My Course of Study: Independent Atmospheric Research with a Focus on Hurricanes

Rather than pursuing a traditional academic degree, I am undertaking a structured, independent course of study focused on atmospheric behavior, with particular attention to hurricanes, rapid intensification, and storm evolution. This approach allows me to combine formal meteorological education, applied data analysis, and original research in a way that supports long-term, focused investigation.

This is not an informal or casual path. It is a deliberate program designed to mirror the essential components of a strong applied degree: foundational knowledge, technical skill, and documented research output.

Core Focus

The central goal of my studies is to better understand how and when hurricanes intensify, stall, or shift unexpectedly. My work emphasizes historical pattern analysis, timing correlations, and comparative case studies across multiple storm seasons. The intent is not to replace existing forecasting systems, but to study recurring conditions that tend to appear before high-impact storm behavior.

Formal Coursework

My program includes structured coursework in meteorology and atmospheric science through accredited online programs and university-level courses. These provide a shared technical language, grounding in atmospheric processes, and familiarity with how storms are analyzed within the meteorological field.

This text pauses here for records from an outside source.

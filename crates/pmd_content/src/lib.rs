//! Content type detection for the files found in *Pokémon Mystery Dungeon*.
//!
//! Game files rarely have meaningful extensions, so their type is found from their contents.
//! A [`Classifier`] holds an ordered list of [`Rule`]s. Each rule first probes the magic numbers
//! of the data, then confirms the format by parsing its headers with the matching library:
//!
//! | Rule          | Recognises                                  | Library      |
//! |---------------|---------------------------------------------|--------------|
//! | `Pkdpx`       | PKDPX containers, plain or SIR0 wrapped     | `pmd_px`     |
//! | `At4px`       | AT4PX containers, plain or SIR0 wrapped     | `pmd_px`     |
//! | `Sir0`        | Any other SIR0 container                    | `pmd_sir0`   |
//! | `Dse(kind)`   | SWDL, SMDL and SEDL audio files             | `pmd_dse`    |
//! | `Magic {..}`  | A caller-defined magic number               |              |
//!
//! ```
//! # fn doit() -> pmd_content::Result<()>
//! # {
//! use pmd_content::{Classifier, ContentType};
//! use pmd_px::{compress, PxFormat, PxOptions};
//!
//! let classifier = Classifier::with_default_rules();
//!
//! let data = compress(b"Spinda's Cafe", PxFormat::At4px, PxOptions::default())?;
//! let block = classifier.classify(&data, None)?;
//! assert_eq!(block.content_type, ContentType::At4px);
//! assert_eq!(block.end, data.len());
//! # Ok(())
//! # }
//! # doit().unwrap();
//! ```

pub mod classifier;
pub mod error;
pub mod rule;
pub mod types;

pub use classifier::Classifier;
pub use error::{Error, Result};
pub use rule::Rule;
pub use types::{ContentBlock, ContentType, RuleId};
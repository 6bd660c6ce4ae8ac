//! Base types for structure of SIR0 file.

use binrw::{BinRead, BinWrite};
use bon::Builder;

/// Magic number at the start of every SIR0 container
pub const MAGIC: &[u8; 4] = b"SIR0";

/// Size of the SIR0 header
pub const HEADER_LEN: usize = 0x10;

/// Byte used for the gaps between sections in the files shipped with the game
pub const PADDING_BYTE: u8 = 0xAA;

/// Offset of the header field holding the subheader pointer
pub(crate) const SUBHEADER_FIELD: u32 = 0x0C;

/// Header fields that are pointers themselves, and therefore listed in the pointer list
pub(crate) const HEADER_POINTERS: [u32; 2] = [0x04, 0x08];

/// SIR0 file header
///
/// Defines the header of the SIR0 file which always starts with "SIR0".
/// All data is stored in little endian format
#[derive(BinRead, BinWrite, Debug, Default, Copy, Clone, PartialEq)]
#[brw(magic = b"SIR0", little)]
pub struct Sir0Header {
    /// The offset from the beginning of the file where the payload starts
    pub payload_offset: u32,

    /// The offset from the beginning of the file where the pointer list starts
    pub pointer_list_offset: u32,

    /// The offset from the beginning of the file of the payload's subheader, or zero
    pub subheader_offset: u32,
}

/// Options for how the SIR0 file should be laid out
///
/// Layout only matters to the game's loader. Two containers written with different options
/// unwrap to the same payload and pointer list.
#[derive(Debug, Clone, Copy, Builder)]
pub struct Sir0Options {
    /// The payload starts at the first multiple of this value after the header.
    ///
    /// Use 16 to place the payload right after the header, like the game's files do.
    #[builder(default = 64)]
    pub payload_alignment: usize,

    /// The whole file is padded to a multiple of this value.
    #[builder(default = 32)]
    pub alignment: usize,

    /// The byte used to fill the gaps
    #[builder(default = PADDING_BYTE)]
    pub padding_byte: u8,
}

impl Default for Sir0Options {
    fn default() -> Self {
        Self::builder().build()
    }
}

/// Whether `data` starts with the SIR0 magic number
pub fn is_sir0(data: &[u8]) -> bool {
    data.starts_with(MAGIC)
}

This coursework is supplemented by focused study of tropical cyclones, storm structure, pressure systems, wind fields, and moisture dynamics, with attention to how these factors interact over time.

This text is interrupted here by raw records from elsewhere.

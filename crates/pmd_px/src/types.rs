//! Base types for PX streams and the containers holding them.

use binrw::{BinRead, BinWrite};
use bon::Builder;
use std::fmt;

/// Number of control flags stored in a container header
pub const CONTROL_FLAG_COUNT: usize = 9;

/// Shortest back-reference
pub const MIN_MATCH: usize = 3;

/// Longest back-reference
pub const MAX_MATCH: usize = 18;

/// Furthest a back-reference can reach
pub const MAX_DISTANCE: usize = 0x1000;

/// Number of high nibbles left for back-reference lengths once the control flags are taken
pub const MAX_LENGTH_NIBBLES: usize = 16 - CONTROL_FLAG_COUNT;

/// The nine high nibble values that select a pattern command instead of a back-reference
pub type ControlFlags = [u8; CONTROL_FLAG_COUNT];

/// A single command of a PX stream
#[derive(Debug, Clone, Copy, PartialEq, Eq)]
pub enum Token {
    /// Copy one byte as it is
    Literal(u8),

    /// Copy `length` bytes from `distance` bytes back in the output
    BackReference {
        /// How far back the copy starts, `1..=0x1000`
        distance: u16,
        /// Number of bytes to copy, `3..=18`
        length: u8,
    },

    /// Two bytes rebuilt from a nibble, see [`crate::decode::pattern_bytes`]
    Pattern {
        /// Index of the control flag selecting the pattern
        index: u8,
        /// Nibble the pattern is built from
        nibble: u8,
    },
}

impl Token {
    /// Number of output bytes this command produces
    pub const fn output_len(&self) -> usize {
        match self {
            Token::Literal(_) => 1,
            Token::BackReference { length, .. } => *length as usize,
            Token::Pattern { .. } => 2,
        }
    }
}

/// How hard the encoder looks for back-references
#[derive(Debug, Clone, Copy, Default, PartialEq, Eq)]
pub enum CompressionLevel {
    /// Only literals, the stream is bigger than the input
    Store,

    /// Look at a bounded number of candidates per position
    Fast,

    /// Look at every candidate in the window
    #[default]
    Best,
}

impl CompressionLevel {
    pub(crate) const fn max_candidates(self) -> usize {
        match self {
            CompressionLevel::Store => 0,
            CompressionLevel::Fast => 32,
            CompressionLevel::Best => usize::MAX,
        }
    }
}

impl fmt::Display for CompressionLevel {
    fn fmt(&self, f: &mut fmt::Formatter<'_>) -> fmt::Result {
        match self {
            CompressionLevel::Store => f.write_str("store"),
            CompressionLevel::Fast => f.write_str("fast"),
            CompressionLevel::Best => f.write_str("best"),
        }
    }
}

/// Options for how data should be compressed
#[derive(Debug, Clone, Copy, Builder)]
pub struct PxOptions {
    /// The amount of effort spent searching for back-references
    #[builder(default)]
    pub level: CompressionLevel,

    /// Whether pattern commands may be emitted
    #[builder(default = true)]
    pub patterns: bool,
}

impl Default for PxOptions {
    fn default() -> Self {
        Self::builder().build()
    }
}

/// A compressed PX stream together with what a container header needs to decode it
#[derive(Debug, Clone, PartialEq, Eq)]
pub struct PxStream {
    /// High nibbles that select pattern commands
    pub control_flags: ControlFlags,

    /// Number of bytes the stream decodes to
    pub decompressed_len: usize,

    /// The command and data bytes
    pub data: Vec<u8>,
}

/// PKDPX container header
///
/// All data is stored in little endian format
#[derive(BinRead, BinWrite, Debug, Default, Copy, Clone, PartialEq)]
#[brw(magic = b"PKDPX", little)]
pub struct PkdpxHeader {
    /// Length of the whole container, header included
    pub container_length: u16,

    /// Control flags of the stream
    pub control_flags: ControlFlags,

    /// Length of the data once decompressed
    pub decompressed_length: u32,
}

/// AT4PX container header
///
/// Same as [`PkdpxHeader`], with a 16-bit decompressed length.
#[derive(BinRead, BinWrite, Debug, Default, Copy, Clone, PartialEq)]
#[brw(magic = b"AT4PX", little)]
pub struct At4pxHeader {
    /// Length of the whole container, header included
    pub container_length: u16,

    /// Control flags of the stream
    pub control_flags: ControlFlags,

    /// Length of the data once decompressed
    pub decompressed_length: u16,
}

#[cfg(test)]
mod test {
    use std::io::Cursor;

    use binrw::{BinRead, BinWrite};
    use pretty_assertions::assert_eq;

    use crate::error::Result;
    use crate::types::{At4pxHeader, CompressionLevel, PkdpxHeader, PxOptions, Token};

    #[test]
    fn read_pkdpx_header() -> Result<()> {
        #[rustfmt::skip]
        let mut input = Cursor::new(vec![
            0x50, 0x4B, 0x44, 0x50, 0x58,  // Magic
            0x1A, 0x00,                    // Container length
            0x00, 0x01, 0x02, 0x03, 0x04,  // Control flags
            0x05, 0x06, 0x07, 0x08,
            0x00, 0x01, 0x00, 0x00,        // Decompressed length
        ]);

        let expected = PkdpxHeader {
            container_length: 0x1A,
            control_flags: [0, 1, 2, 3, 4, 5, 6, 7, 8],
            decompressed_length: 0x100,
        };

        assert_eq!(PkdpxHeader::read(&mut input)?, expected);
        assert_eq!(input.position(), 0x14);

        Ok(())
    }

    #[test]
    fn write_at4px_header() -> Result<()> {
        #[rustfmt::skip]
        let expected: Vec<u8> = vec![
            0x41, 0x54, 0x34, 0x50, 0x58,  // Magic
            0x20, 0x00,                    // Container length
            0x01, 0x02, 0x03, 0x04, 0x05,  // Control flags
            0x06, 0x07, 0x08, 0x09,
            0x40, 0x00,                    // Decompressed length
        ];

        let header = At4pxHeader {
            container_length: 0x20,
            control_flags: [1, 2, 3, 4, 5, 6, 7, 8, 9],
            decompressed_length: 0x40,
        };

        let mut actual = Vec::new();
        header.write(&mut Cursor::new(&mut actual))?;

        assert_eq!(actual, expected);

        Ok(())
    }

    #[test]
    fn token_lengths() {
        assert_eq!(Token::Literal(0).output_len(), 1);
        assert_eq!(Token::Pattern { index: 3, nibble: 2 }.output_len(), 2);
        assert_eq!(
            Token::BackReference {
                distance: 1,
                length: 18
            }
            .output_len(),
            18
        );
    }

    #[test]
    fn default_options() {
        let options = PxOptions::default();
        assert_eq!(options.level, CompressionLevel::Best);
        assert!(options.patterns);
    }
}
//! This library handles reading from and creating **SIR0** containers used by *Pokémon Mystery Dungeon*.
//!
//! # SIR0 Container Format Documentation
//!
//! SIR0 is the relocatable container the game wraps most of its data structures in. The payload
//! stores pointers to other parts of itself as absolute file offsets, and the container lists where
//! all of those pointers are so the loader can rebase them once the file is in memory.
//!
//! ## File Structure
//!
//! A SIR0 file consists of a header, the payload, the pointer list and padding.
//!
//! | Offset (bytes) | Field                  | Description                                                |
//! |----------------|------------------------|------------------------------------------------------------|
//! | 0x0000         | Magic number           | 4 bytes: 0x53495230 ("SIR0")                               |
//! | 0x0004         | Payload Offset         | 4 bytes: Absolute offset where the payload starts          |
//! | 0x0008         | Pointer List Offset    | 4 bytes: Absolute offset of the pointer list               |
//! | 0x000C         | Subheader Offset       | 4 bytes: Absolute offset of the payload's subheader, or 0  |
//!
//! ### Payload
//!
//! The payload runs from the payload offset up to the pointer list. Every pointer inside it is a
//! little-endian `u32` holding an absolute file offset. The gap between the header and the payload
//! is filled with `0xAA`.
//!
//! ### Pointer List
//!
//! The pointer list stores the absolute offset of every pointer in the file, in ascending order,
//! as the difference to the previous one. Each difference is encoded in 7-bit groups, most
//! significant group first, with the high bit set on all bytes but the last. A single `0x00`
//! terminates the list. The list always starts with the header's own pointer fields at `0x04`
//! and `0x08`, followed by `0x0C` if the subheader field is in use.
//!
//! The file is padded with `0xAA` after the list.
//!
//! ## Usage
//!
//! ```
//! # fn doit() -> pmd_sir0::error::Result<()>
//! # {
//! use pmd_sir0::{wrap, Sir0, Sir0Options};
//!
//! let payload = vec![0x00; 16];
//! let container = wrap(payload.clone(), [4], None, Sir0Options::default())?;
//!
//! let sir0 = Sir0::read(&container)?;
//! assert_eq!(sir0.pointer_list, vec![4]);
//! assert_eq!(sir0.payload, payload);
//! # Ok(())
//! # }
//! # doit().unwrap();
//! ```

pub mod error;
pub mod read;
pub mod types;
pub mod write;

pub use error::{Error, Result};
pub use read::{unwrap, Sir0};
pub use types::{is_sir0, Sir0Header, Sir0Options, HEADER_LEN, MAGIC, PADDING_BYTE};
pub use write::{wrap, Sir0Writer};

Data and Analytical Training

Because hurricanes are data-intensive systems, my studies also include applied training in data analysis. This allows me to evaluate historical storm data systematically, assess frequency and recurrence, and distinguish meaningful patterns from coincidence. Emphasis is placed on time-based analysis, comparison across cases, and clearly defining both successful indicators and failures.

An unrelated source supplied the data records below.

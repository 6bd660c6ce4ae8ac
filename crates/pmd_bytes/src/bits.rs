//! Bit-granular positions inside a byte buffer.

/// A position in a byte buffer tracked at bit granularity
///
/// Bits are numbered most-significant first inside each byte, which is the order the PX
/// command bytes are consumed in. The bit offset is always kept in `0..8`: moving past the
/// last bit of a byte carries into the byte index.
#[derive(Debug, Clone, Copy, Default, PartialEq, Eq, PartialOrd, Ord, Hash)]
pub struct BitCursor {
    byte: usize,
    bit: u8,
}

impl BitCursor {
    /// Create a cursor, normalizing a bit offset of 8 or more into the byte index
    pub const fn new(byte: usize, bit: u8) -> Self {
        BitCursor {
            byte: byte + (bit / 8) as usize,
            bit: bit % 8,
        }
    }

    /// Create a cursor from an absolute bit index
    pub const fn from_bit_index(index: usize) -> Self {
        BitCursor {
            byte: index / 8,
            bit: (index % 8) as u8,
        }
    }

    /// Byte index
    pub const fn byte(&self) -> usize {
        self.byte
    }

    /// Bit offset inside the byte, in `0..8`
    pub const fn bit(&self) -> u8 {
        self.bit
    }

    /// Absolute bit index from the start of the buffer
    pub const fn bit_index(&self) -> usize {
        self.byte * 8 + self.bit as usize
    }

    /// Whether the cursor sits on the first bit of a byte
    pub const fn is_byte_aligned(&self) -> bool {
        self.bit == 0
    }

    /// Mask selecting the current bit inside its byte
    pub const fn mask(&self) -> u8 {
        0x80 >> self.bit
    }

    /// Move forward by `bits`
    pub fn advance(&mut self, bits: usize) {
        *self = Self::from_bit_index(self.bit_index() + bits);
    }

    /// Move backward by `bits`, returning `false` and leaving the cursor untouched if that
    /// would go before the start of the buffer
    pub fn retreat(&mut self, bits: usize) -> bool {
        match self.bit_index().checked_sub(bits) {
            Some(index) => {
                *self = Self::from_bit_index(index);
                true
            }
            None => false,
        }
    }

    /// Read the current bit of `data`, `None` when the byte is past its end
    pub fn get(&self, data: &[u8]) -> Option<bool> {
        data.get(self.byte).map(|byte| byte & self.mask() != 0)
    }

    /// Set or clear the current bit of `data`, `false` when the byte is past its end
    pub fn set(&self, data: &mut [u8], value: bool) -> bool {
        match data.get_mut(self.byte) {
            Some(byte) => {
                if value {
                    *byte |= self.mask();
                } else {
                    *byte &= !self.mask();
                }
                true
            }
            None => false,
        }
    }
}

#[cfg(test)]
mod test {
    use crate::bits::BitCursor;

    #[test]
    fn normalizes_on_creation() {
        let cursor = BitCursor::new(2, 11);
        assert_eq!(cursor.byte(), 3);
        assert_eq!(cursor.bit(), 3);
        assert_eq!(cursor.bit_index(), 27);
    }

    #[test]
    fn advance_carries_into_next_byte() {
        let mut cursor = BitCursor::new(0, 6);
        cursor.advance(1);
        assert_eq!((cursor.byte(), cursor.bit()), (0, 7));
        cursor.advance(1);
        assert_eq!((cursor.byte(), cursor.bit()), (1, 0));
        assert!(cursor.is_byte_aligned());
        cursor.advance(17);
        assert_eq!((cursor.byte(), cursor.bit()), (3, 1));
    }

    #[test]
    fn retreat_borrows_from_previous_byte() {
        let mut cursor = BitCursor::new(1, 0);
        assert!(cursor.retreat(1));
        assert_eq!((cursor.byte(), cursor.bit()), (0, 7));
        assert!(!cursor.retreat(8));
        assert_eq!((cursor.byte(), cursor.bit()), (0, 7));
        assert!(cursor.retreat(7));
        assert_eq!(cursor, BitCursor::default());
    }

    #[test]
    fn bits_are_most_significant_first() {
        let mut data = [0b1000_0001u8, 0x00];

        assert_eq!(BitCursor::new(0, 0).get(&data), Some(true));
        assert_eq!(BitCursor::new(0, 1).get(&data), Some(false));
        assert_eq!(BitCursor::new(0, 7).get(&data), Some(true));
        assert_eq!(BitCursor::new(2, 0).get(&data), None);

        assert!(BitCursor::new(1, 2).set(&mut data, true));
        assert!(BitCursor::new(0, 0).set(&mut data, false));
        assert!(!BitCursor::new(5, 0).set(&mut data, true));
        assert_eq!(data, [0b0000_0001, 0b0010_0000]);
    }
}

The purpose of this training is not abstraction, but accountability. Patterns must be measurable, explainable, and testable.

Research Portfolio

The core output of this course of study is an ongoing research portfolio. Rather than exams or grades, progress is demonstrated through completed case studies and analytical papers. These projects document methods, data sources, findings, and limitations, allowing others to evaluate the work on its merits.

This portfolio approach reflects how applied research functions outside institutional settings: results are judged by clarity, rigor, and usefulness.

Scope and Limits

This work currently focuses on historical analysis and risk awareness. It does not issue official forecasts, warnings, or operational guidance. Findings are presented with clearly stated limits and are intended to complement established meteorological practices rather than replace them. Over time, the goal is to refine these methods so they may support future predictive applications, particularly in identifying conditions associated with heightened risk of storm intensification.

Why This Approach

Independent research has a long history in weather and storm study, particularly in areas where anomalies and edge cases matter. This structure allows for sustained inquiry, careful documentation, and the freedom to test questions that do not always fit neatly inside institutional frameworks.

The emphasis is simple: learn the science, document the work, and let the results speak.